(Beginning of MATERIAL FOR THIS EXERCISE)
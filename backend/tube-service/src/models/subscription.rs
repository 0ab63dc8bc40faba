use crate::models::OwnerProfile;
use chrono::{DateTime, Utc};
use serde::Serialize;
use sqlx::types::Json;
use sqlx::FromRow;
use uuid::Uuid;

#[derive(Debug, Clone, Serialize, FromRow, utoipa::ToSchema)]
#[serde(rename_all = "camelCase")]
pub struct Subscription {
    pub id: Uuid,
    #[serde(rename = "subscriber")]
    pub subscriber_id: Uuid,
    #[serde(rename = "channel")]
    pub channel_id: Uuid,
    pub created_at: DateTime<Utc>,
    pub updated_at: DateTime<Utc>,
}

#[derive(Debug, Clone, Serialize, FromRow)]
#[serde(rename_all = "camelCase")]
pub struct SubscriberEntry {
    pub subscriber: Option<Json<OwnerProfile>>,
    pub subscribed_at: DateTime<Utc>,
}

#[derive(Debug, Serialize)]
#[serde(rename_all = "camelCase")]
pub struct ChannelSubscribers {
    pub channel_id: Uuid,
    pub subscribers_count: usize,
    pub subscribers: Vec<SubscriberEntry>,
}

#[derive(Debug, Clone, Serialize, FromRow)]
#[serde(rename_all = "camelCase")]
pub struct ChannelEntry {
    pub channel: Option<Json<OwnerProfile>>,
    /// Subscribers of that channel, not of the requesting user
    pub subscribers_count: i64,
    pub subscribed_at: DateTime<Utc>,
}

#[derive(Debug, Serialize)]
#[serde(rename_all = "camelCase")]
pub struct SubscribedChannels {
    pub subscriber_id: Uuid,
    pub channels_count: usize,
    pub channels: Vec<ChannelEntry>,
}
//! RS256 bearer tokens.
//!
//! Keys live in process-wide cells and are set once during startup. Services
//! that only authenticate requests call [`initialize_jwt_validation_only`]
//! and never see the private key.
use anyhow::{anyhow, Context, Result};
use chrono::{Duration, Utc};
use jsonwebtoken::{
    decode, encode, Algorithm, DecodingKey, EncodingKey, Header, TokenData, Validation,
};
use once_cell::sync::OnceCell;
use serde::{Deserialize, Serialize};
use uuid::Uuid;

const ACCESS_TOKEN_EXPIRY_MINUTES: i64 = 60;

const JWT_ALGORITHM: Algorithm = Algorithm::RS256;

/// Environment variable holding the PEM text of the public key.
pub const PUBLIC_KEY_ENV: &str = "JWT_PUBLIC_KEY_PEM";
/// Environment variable holding a path to the PEM file, used when
/// [`PUBLIC_KEY_ENV`] is unset.
pub const PUBLIC_KEY_FILE_ENV: &str = "JWT_PUBLIC_KEY_FILE";

#[derive(Debug, Serialize, Deserialize, Clone)]
pub struct Claims {
    /// Acting user id
    pub sub: String,
    pub iat: i64,
    pub exp: i64,
    /// Always "access" for tokens accepted by the API
    pub token_type: String,
    #[serde(default)]
    pub username: String,
}

static JWT_ENCODING_KEY: OnceCell<EncodingKey> = OnceCell::new();
static JWT_DECODING_KEY: OnceCell<DecodingKey> = OnceCell::new();

/// Install both halves of the key pair. Fails if either is already set.
pub fn initialize_jwt_keys(private_key_pem: &str, public_key_pem: &str) -> Result<()> {
    let encoding_key = EncodingKey::from_rsa_pem(private_key_pem.as_bytes())
        .map_err(|e| anyhow!("Failed to parse RSA private key: {e}"))?;

    JWT_ENCODING_KEY
        .set(encoding_key)
        .map_err(|_| anyhow!("JWT encoding key already initialized"))?;

    initialize_jwt_validation_only(public_key_pem)
}

pub fn initialize_jwt_validation_only(public_key_pem: &str) -> Result<()> {
    let decoding_key = DecodingKey::from_rsa_pem(public_key_pem.as_bytes())
        .map_err(|e| anyhow!("Failed to parse RSA public key: {e}"))?;

    JWT_DECODING_KEY
        .set(decoding_key)
        .map_err(|_| anyhow!("JWT decoding key already initialized"))?;

    tracing::debug!("JWT validation key installed");
    Ok(())
}

/// Read the public key PEM from `JWT_PUBLIC_KEY_PEM`, falling back to the
/// file named by `JWT_PUBLIC_KEY_FILE`.
pub fn load_validation_key() -> Result<String> {
    if let Ok(pem) = std::env::var(PUBLIC_KEY_ENV) {
        if !pem.trim().is_empty() {
            return Ok(pem);
        }
    }

    let path = std::env::var(PUBLIC_KEY_FILE_ENV)
        .map_err(|_| anyhow!("neither {PUBLIC_KEY_ENV} nor {PUBLIC_KEY_FILE_ENV} is set"))?;

    std::fs::read_to_string(&path).with_context(|| format!("reading JWT public key from {path}"))
}

fn encoding_key() -> Result<&'static EncodingKey> {
    JWT_ENCODING_KEY
        .get()
        .ok_or_else(|| anyhow!("JWT signing key not initialized"))
}

fn decoding_key() -> Result<&'static DecodingKey> {
    JWT_DECODING_KEY
        .get()
        .ok_or_else(|| anyhow!("JWT validation key not initialized"))
}

/// Sign a one-hour access token for `user_id`.
pub fn generate_access_token(user_id: Uuid, username: &str) -> Result<String> {
    let now = Utc::now();
    let claims = Claims {
        sub: user_id.to_string(),
        iat: now.timestamp(),
        exp: (now + Duration::minutes(ACCESS_TOKEN_EXPIRY_MINUTES)).timestamp(),
        token_type: "access".to_string(),
        username: username.to_string(),
    };

    encode(&Header::new(JWT_ALGORITHM), &claims, encoding_key()?)
        .map_err(|e| anyhow!("Failed to generate access token: {e}"))
}

/// Verify signature and expiry. Only access tokens are accepted.
pub fn validate_token(token: &str) -> Result<TokenData<Claims>> {
    let mut validation = Validation::new(JWT_ALGORITHM);
    validation.validate_exp = true;

    let data = decode::<Claims>(token, decoding_key()?, &validation)
        .map_err(|e| anyhow!("Token validation failed: {e}"))?;

    if data.claims.token_type != "access" {
        return Err(anyhow!("unexpected token type {}", data.claims.token_type));
    }

    Ok(data)
}

pub fn get_user_id_from_token(token: &str) -> Result<Uuid> {
    let data = validate_token(token)?;
    Uuid::parse_str(&data.claims.sub).map_err(|e| anyhow!("Invalid user ID format in token: {e}"))
}

#[cfg(test)]
mod tests {
    use super::*;
    use crate::test_keys::{PRIVATE_KEY_PEM, PUBLIC_KEY_PEM};

    fn init_test_keys() {
        static INIT: std::sync::Once = std::sync::Once::new();
        INIT.call_once(|| {
            initialize_jwt_keys(PRIVATE_KEY_PEM, PUBLIC_KEY_PEM)
                .expect("Failed to initialize test keys");
        });
    }

    #[test]
    fn issued_token_round_trips_user_id() {
        init_test_keys();
        let user_id = Uuid::new_v4();

        let token = generate_access_token(user_id, "alice").unwrap();
        assert_eq!(token.matches('.').count(), 2);

        let data = validate_token(&token).unwrap();
        assert_eq!(data.claims.sub, user_id.to_string());
        assert_eq!(data.claims.username, "alice");
        assert_eq!(get_user_id_from_token(&token).unwrap(), user_id);
    }

    #[test]
    fn rejects_garbage_and_tampered_tokens() {
        init_test_keys();
        assert!(validate_token("not.a.token").is_err());

        let token = generate_access_token(Uuid::new_v4(), "bob").unwrap();
        let mut tampered = token.clone();
        tampered.push('x');
        assert!(validate_token(&tampered).is_err());
    }

    #[test]
    fn rejects_expired_token() {
        init_test_keys();
        let now = Utc::now();
        let claims = Claims {
            sub: Uuid::new_v4().to_string(),
            iat: (now - Duration::hours(3)).timestamp(),
            exp: (now - Duration::hours(2)).timestamp(),
            token_type: "access".to_string(),
            username: "late".to_string(),
        };
        let token = encode(&Header::new(JWT_ALGORITHM), &claims, encoding_key().unwrap()).unwrap();

        assert!(validate_token(&token).is_err());
    }

    #[test]
    fn rejects_non_access_token_type() {
        init_test_keys();
        let now = Utc::now();
        let claims = Claims {
            sub: Uuid::new_v4().to_string(),
            iat: now.timestamp(),
            exp: (now + Duration::hours(1)).timestamp(),
            token_type: "refresh".to_string(),
            username: String::new(),
        };
        let token = encode(&Header::new(JWT_ALGORITHM), &claims, encoding_key().unwrap()).unwrap();

        assert!(validate_token(&token).is_err());
    }

    #[test]
    fn rejects_malformed_pem() {
        assert!(DecodingKey::from_rsa_pem(b"-----BEGIN PUBLIC KEY-----\nnope\n").is_err());
    }
}
//! Client for the external media store.
//!
//! Uploads go to a Cloudinary-compatible endpoint using a signed multipart
//! request. Only the resulting URL and, for videos, the duration are kept.

use crate::config::MediaConfig;
use crate::error::{AppError, Result};
use async_trait::async_trait;
use reqwest::multipart::{Form, Part};
use serde::Deserialize;
use sha1::{Digest, Sha1};
use std::time::Duration;

/// A file received from the client, fully buffered.
#[derive(Debug, Clone, PartialEq)]
pub struct UploadFile {
    pub file_name: String,
    pub content_type: Option<String>,
    pub bytes: Vec<u8>,
}

#[derive(Debug, Clone, PartialEq)]
pub struct UploadedMedia {
    pub url: String,
    /// Seconds, as reported by the media service for audio/video
    pub duration: Option<f64>,
}

#[cfg_attr(test, mockall::automock)]
#[async_trait]
pub trait MediaUploader: Send + Sync {
    async fn upload(&self, file: UploadFile) -> Result<UploadedMedia>;
}

#[derive(Deserialize)]
struct UploadResponse {
    secure_url: Option<String>,
    url: Option<String>,
    duration: Option<f64>,
}

pub struct CloudinaryUploader {
    client: reqwest::Client,
    endpoint: String,
    api_key: String,
    api_secret: String,
    folder: String,
}

impl CloudinaryUploader {
    pub fn new(config: &MediaConfig) -> Result<Self> {
        let client = reqwest::Client::builder()
            .timeout(Duration::from_secs(config.timeout_secs))
            .build()
            .map_err(|e| AppError::Internal(format!("media client: {e}")))?;

        Ok(Self {
            client,
            endpoint: format!(
                "{}/{}/auto/upload",
                config.upload_url.trim_end_matches('/'),
                config.cloud_name
            ),
            api_key: config.api_key.clone(),
            api_secret: config.api_secret.clone(),
            folder: config.folder.clone(),
        })
    }

    fn signed_params(&self, timestamp: i64) -> String {
        if self.folder.is_empty() {
            format!("timestamp={timestamp}")
        } else {
            format!("folder={}&timestamp={timestamp}", self.folder)
        }
    }
}

/// Hex SHA-1 over the sorted parameter string followed by the secret.
pub fn sign_params(params: &str, api_secret: &str) -> String {
    let mut hasher = Sha1::new();
    hasher.update(params.as_bytes());
    hasher.update(api_secret.as_bytes());
    hex::encode(hasher.finalize())
}

#[async_trait]
impl MediaUploader for CloudinaryUploader {
    async fn upload(&self, file: UploadFile) -> Result<UploadedMedia> {
        let timestamp = chrono::Utc::now().timestamp();
        let signature = sign_params(&self.signed_params(timestamp), &self.api_secret);

        let mut part = Part::bytes(file.bytes).file_name(file.file_name.clone());
        if let Some(content_type) = &file.content_type {
            part = part
                .mime_str(content_type)
                .map_err(|e| AppError::BadRequest(format!("Invalid content type: {e}")))?;
        }

        let mut form = Form::new()
            .part("file", part)
            .text("api_key", self.api_key.clone())
            .text("timestamp", timestamp.to_string())
            .text("signature", signature);
        if !self.folder.is_empty() {
            form = form.text("folder", self.folder.clone());
        }

        let response = self
            .client
            .post(&self.endpoint)
            .multipart(form)
            .send()
            .await
            .map_err(|e| {
                tracing::error!(file = %file.file_name, error = %e, "media upload request failed");
                AppError::Upstream("Media upload failed".to_string())
            })?;

        let status = response.status();
        if !status.is_success() {
            let body = response.text().await.unwrap_or_default();
            tracing::error!(file = %file.file_name, %status, %body, "media service rejected upload");
            return Err(AppError::Upstream("Media upload failed".to_string()));
        }

        let parsed: UploadResponse = response.json().await.map_err(|e| {
            tracing::error!(error = %e, "unreadable media service response");
            AppError::Upstream("Media upload failed".to_string())
        })?;

        let url = parsed
            .secure_url
            .or(parsed.url)
            .ok_or_else(|| AppError::Upstream("Media upload failed".to_string()))?;

        tracing::debug!(file = %file.file_name, %url, "media uploaded");
        Ok(UploadedMedia {
            url,
            duration: parsed.duration,
        })
    }
}

#[cfg(test)]
mod tests {
    use super::*;

    fn config(folder: &str) -> MediaConfig {
        MediaConfig {
            upload_url: "https://media.example.com/v1_1/".into(),
            cloud_name: "demo".into(),
            api_key: "key".into(),
            api_secret: "abcd".into(),
            folder: folder.into(),
            max_upload_bytes: 1024,
            timeout_secs: 5,
        }
    }

    #[test]
    fn signature_is_sha1_of_params_and_secret() {
        let params =
            "eager=w_400,h_300,c_pad|w_260,h_200,c_crop&public_id=sample_image&timestamp=1315060510";
        assert_eq!(
            sign_params(params, "abcd"),
            "bfd09f95f331f558cbd1320e67aa8d488770583e"
        );
    }

    #[test]
    fn folder_is_part_of_signed_params() {
        let uploader = CloudinaryUploader::new(&config("tube")).unwrap();
        assert_eq!(uploader.signed_params(42), "folder=tube&timestamp=42");
        assert_eq!(uploader.endpoint, "https://media.example.com/v1_1/demo/auto/upload");

        let bare = CloudinaryUploader::new(&config("")).unwrap();
        assert_eq!(bare.signed_params(42), "timestamp=42");
    }
}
(End of MATERIAL FOR THIS EXERCISE)
**EXERCISE:**
Would you report every line of the entries above containing the word "UploadedMedia"?

**TASK RESPONSE:**
pub struct UploadedMedia {
    async fn upload(&self, file: UploadFile) -> Result<UploadedMedia>;
    async fn upload(&self, file: UploadFile) -> Result<UploadedMedia> {
        Ok(UploadedMedia {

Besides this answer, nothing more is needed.